A paciente foi encaminhada para serviço externo de Nefrologia, onde realizou biópsia renal que identificou achados histológicos consistentes com Microangiopatia Trombótica, variante arteriolar. Foi indicada terapia com eculizumabe, porém, a indisponibilidade do medicamento no serviço público de saúde e os altos custos para sua aquisição, chegando a 300 mil dólares ao ano nos Estados Unidos conforme relatado por Raina et al., (2018) levou a equipe médica oferecer terapia de suporte. Paciente permaneceu em terapia renal substitutiva, sendo encaminhada para seguimento com equipe de transplante renal.

7. CONCLUSÃO

O diagnóstico de SHU mediada por complemento é um desafio por diversas razões. Trata-se de uma condição pouco prevalente e sem testes diagnósticos específicos. Sua confirmação exige diagnóstico diferencial com patologias muito semelhantes clinicamente e exames laboratoriais diagnósticos que estão majoritariamente indisponíveis na rede pública de saúde do nosso país. Mutações genéticas podem não ser encontradas em 30 a 40% dos casos e os resultados costumam demorar a ser disponibilizados. 

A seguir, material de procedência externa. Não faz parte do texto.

//! Location readings — one positioning fix from a tracked device.

use std::collections::BTreeMap;

use serde::{Deserialize, Serialize};

use crate::clock::Clock;

/// A single position fix reported by a UWB tag or comparable device.
///
/// Coordinates live in an open plane (no implicit range); `z` exists for
/// multi-floor deployments but 2D readings are the common case, hence its
/// 0.0 default. `timestamp` is epoch **seconds** — note that
/// [`crate::PatientEvent`] uses milliseconds.
#[derive(Debug, Clone, PartialEq, Serialize, Deserialize)]
#[serde(rename_all = "camelCase")]
pub struct LocationReading {
  pub device_id: String,
  pub x:         f64,
  pub y:         f64,
  #[serde(default)]
  pub z:         f64,
  /// Estimated error radius in meters; 0.0 means unknown (or a perfect fix).
  #[serde(default)]
  pub accuracy:  f64,
  pub timestamp: i64,
  /// Weak reference to an [`crate::Area::id`]. Held by value; this module
  /// never checks that the target area exists — that is the ingesting
  /// collaborator's job.
  #[serde(skip_serializing_if = "Option::is_none")]
  pub area: Option<String>,
  /// Remaining charge in percent, 0..=100 when present.
  #[serde(skip_serializing_if = "Option::is_none")]
  pub battery_level: Option<u8>,
  /// Free-form extension metadata. Keys are unique; insertion order is
  /// irrelevant, so a sorted map keeps encoding deterministic.
  #[serde(skip_serializing_if = "Option::is_none")]
  pub additional_info: Option<BTreeMap<String, String>>,
}

impl LocationReading {
  /// A reading with every defaultable field at its default: `z` and
  /// `accuracy` zero, `timestamp` stamped from `clock` exactly once, all
  /// optionals absent.
  pub fn new(
    device_id: impl Into<String>,
    x: f64,
    y: f64,
    clock: &dyn Clock,
  ) -> Self {
    Self {
      device_id: device_id.into(),
      x,
      y,
      z: 0.0,
      accuracy: 0.0,
      timestamp: clock.now_seconds(),
      area: None,
      battery_level: None,
      additional_info: None,
    }
  }
}

#[cfg(test)]
mod tests {
  use super::*;
  use crate::clock::FixedClock;

  #[test]
  fn new_stamps_defaults_once() {
    let clock = FixedClock::at_seconds(1_732_000_100);
    let reading = LocationReading::new("uwb-17", 3.25, 8.1, &clock);

    assert_eq!(reading.device_id, "uwb-17");
    assert_eq!(reading.z, 0.0);
    assert_eq!(reading.accuracy, 0.0);
    assert_eq!(reading.timestamp, 1_732_000_100);
    assert_eq!(reading.area, None);
    assert_eq!(reading.battery_level, None);
    assert_eq!(reading.additional_info, None);
  }
}
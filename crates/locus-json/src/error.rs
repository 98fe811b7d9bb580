//! Error types for the locus-json codec.
//!
//! All variants except [`Error::Json`] are produced by decode validation;
//! encoding does not fail in practice. Fields are named by dotted path from
//! the record root (`locationData.deviceId`, `boundaryPoints[1].x`) so
//! nested failures stay attributable.

use thiserror::Error;

#[derive(Debug, Error)]
pub enum Error {
  /// A field the schema marks as required is absent from the input object.
  #[error("missing required field: {field}")]
  MissingField { field: String },

  /// A field is present but its value cannot be coerced to the declared
  /// type (including an empty string where a non-empty identifier is
  /// declared, and a non-object where a record is expected).
  #[error("{field}: expected {expected}, found {found}")]
  TypeMismatch {
    field:    String,
    expected: &'static str,
    found:    &'static str,
  },

  /// A field is well-typed but outside its declared range. Never clamped.
  #[error("{field}: value {value} outside allowed range {allowed}")]
  RangeViolation {
    field:   String,
    value:   f64,
    allowed: &'static str,
  },

  /// The input is not well-formed JSON at all.
  #[error("malformed JSON: {0}")]
  Json(#[from] serde_json::Error),
}

pub type Result<T, E = Error> = std::result::Result<T, E>;
//! Patient events — clinically relevant occurrences, optionally pinned to a
//! location fix.

use serde::{Deserialize, Serialize};

use crate::{clock::Clock, reading::LocationReading};

/// An event concerning a tracked patient.
///
/// `kind` is an open category string (serialized as `type`); no closed
/// enumeration exists upstream. `timestamp` is epoch **milliseconds**,
/// unlike [`LocationReading::timestamp`] which is seconds — an inherited
/// inconsistency that is preserved rather than silently unified.
#[derive(Debug, Clone, PartialEq, Serialize, Deserialize)]
#[serde(rename_all = "camelCase")]
pub struct PatientEvent {
  pub patient_id: String,
  #[serde(rename = "type")]
  pub kind: String,
  pub description: String,
  pub timestamp:   i64,
  /// The reading that located the patient when the event occurred. Owned by
  /// the event — an embedded copy, never a reference to a shared record.
  #[serde(skip_serializing_if = "Option::is_none")]
  pub location_data: Option<LocationReading>,
}

impl PatientEvent {
  /// An event stamped from `clock` exactly once, with no location attached.
  pub fn new(
    patient_id: impl Into<String>,
    kind: impl Into<String>,
    description: impl Into<String>,
    clock: &dyn Clock,
  ) -> Self {
    Self {
      patient_id: patient_id.into(),
      kind: kind.into(),
      description: description.into(),
      timestamp: clock.now_millis(),
      location_data: None,
    }
  }
}

#[cfg(test)]
mod tests {
  use super::*;
  use crate::clock::FixedClock;

  #[test]
  fn new_stamps_milliseconds() {
    let clock = FixedClock::at_seconds(1_732_000_000);
    let event = PatientEvent::new("p-42", "fall_detected", "bed exit", &clock);

    assert_eq!(event.timestamp, 1_732_000_000_000);
    assert_eq!(event.location_data, None);
  }
}
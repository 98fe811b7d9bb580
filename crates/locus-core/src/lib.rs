//! Record types for the Locus indoor-positioning data plane.
//!
//! This crate defines the four record shapes exchanged by the tracking
//! system — location readings, areas with their boundary polygons, bare
//! coordinate points, and patient events — plus the clock seam used for
//! construction-time timestamp defaults.
//!
//! Records are plain immutable values: no setters, no interior mutability,
//! no I/O. Any "update" is the construction of a new record. The JSON codec
//! (with its validation rules) lives in `locus-json`; all other crates
//! depend on this one and it depends on nothing beyond serde and chrono.

pub mod area;
pub mod clock;
pub mod event;
pub mod reading;

pub use area::{Area, Point};
pub use clock::{Clock, FixedClock, SystemClock};
pub use event::PatientEvent;
pub use reading::LocationReading;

A compreensão de como alcançar o diagnóstico precoce é fundamental, pois a redução da morbimortalidade dessa doença está relacionada a um início precoce de tratamento. No entanto, a medicação também é pouco disponível em nosso meio em decorrência do alto custo.  

É necessária a valorização da doença por parte dos órgãos públicos, vislumbrando facilitar tanto o diagnóstico quanto o tratamento precoces, evitando desfechos não satisfatórios com elevada morbidade semelhante ao caso relatado.